→ What to produce
Starting at the top line and ending at the last, restate the records exactly.

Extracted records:
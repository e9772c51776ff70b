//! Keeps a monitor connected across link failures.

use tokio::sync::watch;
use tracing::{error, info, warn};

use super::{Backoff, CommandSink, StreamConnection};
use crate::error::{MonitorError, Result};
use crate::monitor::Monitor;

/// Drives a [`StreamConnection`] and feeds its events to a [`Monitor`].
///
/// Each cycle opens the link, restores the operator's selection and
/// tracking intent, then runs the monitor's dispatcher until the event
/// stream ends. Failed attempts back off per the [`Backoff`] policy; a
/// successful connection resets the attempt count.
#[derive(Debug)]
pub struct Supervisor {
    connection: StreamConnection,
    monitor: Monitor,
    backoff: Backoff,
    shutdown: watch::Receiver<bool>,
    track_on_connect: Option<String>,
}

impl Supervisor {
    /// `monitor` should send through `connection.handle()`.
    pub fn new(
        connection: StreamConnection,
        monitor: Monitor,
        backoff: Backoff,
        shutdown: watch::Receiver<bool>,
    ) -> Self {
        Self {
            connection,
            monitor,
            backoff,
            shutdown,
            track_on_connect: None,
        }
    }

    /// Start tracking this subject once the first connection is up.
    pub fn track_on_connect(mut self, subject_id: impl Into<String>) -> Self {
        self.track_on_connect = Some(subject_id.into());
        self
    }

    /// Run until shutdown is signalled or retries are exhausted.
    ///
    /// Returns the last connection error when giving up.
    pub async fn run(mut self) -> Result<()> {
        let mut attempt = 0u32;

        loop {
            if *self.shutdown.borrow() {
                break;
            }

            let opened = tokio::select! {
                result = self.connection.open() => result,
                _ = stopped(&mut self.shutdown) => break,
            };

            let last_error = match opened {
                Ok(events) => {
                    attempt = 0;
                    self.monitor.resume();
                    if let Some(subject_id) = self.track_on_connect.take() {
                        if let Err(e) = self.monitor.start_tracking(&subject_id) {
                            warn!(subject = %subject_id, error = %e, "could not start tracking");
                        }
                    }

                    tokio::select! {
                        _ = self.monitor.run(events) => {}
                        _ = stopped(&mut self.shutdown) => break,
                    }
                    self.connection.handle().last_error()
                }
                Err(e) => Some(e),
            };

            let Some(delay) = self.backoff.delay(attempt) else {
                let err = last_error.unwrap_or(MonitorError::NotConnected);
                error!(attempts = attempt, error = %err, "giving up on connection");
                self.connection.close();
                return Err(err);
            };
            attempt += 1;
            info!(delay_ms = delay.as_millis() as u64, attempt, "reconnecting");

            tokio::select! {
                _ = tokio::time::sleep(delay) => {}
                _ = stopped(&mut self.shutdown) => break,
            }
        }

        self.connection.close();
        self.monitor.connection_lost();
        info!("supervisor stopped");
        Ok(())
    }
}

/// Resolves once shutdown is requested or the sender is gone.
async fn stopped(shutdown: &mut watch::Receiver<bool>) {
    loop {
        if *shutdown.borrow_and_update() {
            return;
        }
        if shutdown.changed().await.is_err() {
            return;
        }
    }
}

→ Solution
repository e9772c51776ff70b
//! Keeps a monitor connected across link failures.

use tokio::sync::watch;
use tracing::{error, info, warn};

use super::{Backoff, CommandSink, StreamConnection};
use crate::error::{MonitorError, Result};
use crate::monitor::Monitor;

/// Drives a [`StreamConnection`] and feeds its events to a [`Monitor`].
///
/// Each cycle opens the link, restores the operator's selection and
/// tracking intent, then runs the monitor's dispatcher until the event
/// stream ends. Failed attempts back off per the [`Backoff`] policy; a
/// successful connection resets the attempt count.
#[derive(Debug)]
pub struct Supervisor {
    connection: StreamConnection,
    monitor: Monitor,
    backoff: Backoff,
    shutdown: watch::Receiver<bool>,
    track_on_connect: Option<String>,
}

impl Supervisor {
    /// `monitor` should send through `connection.handle()`.
    pub fn new(
        connection: StreamConnection,
        monitor: Monitor,
        backoff: Backoff,
        shutdown: watch::Receiver<bool>,
    ) -> Self {
        Self {
            connection,
            monitor,
            backoff,
            shutdown,
            track_on_connect: None,
        }
    }

    /// Start tracking this subject once the first connection is up.
    pub fn track_on_connect(mut self, subject_id: impl Into<String>) -> Self {
        self.track_on_connect = Some(subject_id.into());
        self
    }

    /// Run until shutdown is signalled or retries are exhausted.
    ///
    /// Returns the last connection error when giving up.
    pub async fn run(mut self) -> Result<()> {
        let mut attempt = 0u32;

        loop {
            if *self.shutdown.borrow() {
                break;
            }

            let opened = tokio::select! {
                result = self.connection.open() => result,
                _ = stopped(&mut self.shutdown) => break,
            };

            let last_error = match opened {
                Ok(events) => {
                    attempt = 0;
                    self.monitor.resume();
                    if let Some(subject_id) = self.track_on_connect.take() {
                        if let Err(e) = self.monitor.start_tracking(&subject_id) {
                            warn!(subject = %subject_id, error = %e, "could not start tracking");
                        }
                    }

                    tokio::select! {
                        _ = self.monitor.run(events) => {}
                        _ = stopped(&mut self.shutdown) => break,
                    }
                    self.connection.handle().last_error()
                }
                Err(e) => Some(e),
            };

            let Some(delay) = self.backoff.delay(attempt) else {
                let err = last_error.unwrap_or(MonitorError::NotConnected);
                error!(attempts = attempt, error = %err, "giving up on connection");
                self.connection.close();
                return Err(err);
            };
            attempt += 1;
            info!(delay_ms = delay.as_millis() as u64, attempt, "reconnecting");

            tokio::select! {
                _ = tokio::time::sleep(delay) => {}
                _ = stopped(&mut self.shutdown) => break,
            }
        }

        self.connection.close();
        self.monitor.connection_lost();
        info!("supervisor stopped");
        Ok(())
    }
}

/// Resolves once shutdown is requested or the sender is gone.
async fn stopped(shutdown: &mut watch::Receiver<bool>) {
    loop {
        if *shutdown.borrow_and_update() {
            return;
        }
        if shutdown.changed().await.is_err() {
            return;
        }
    }
}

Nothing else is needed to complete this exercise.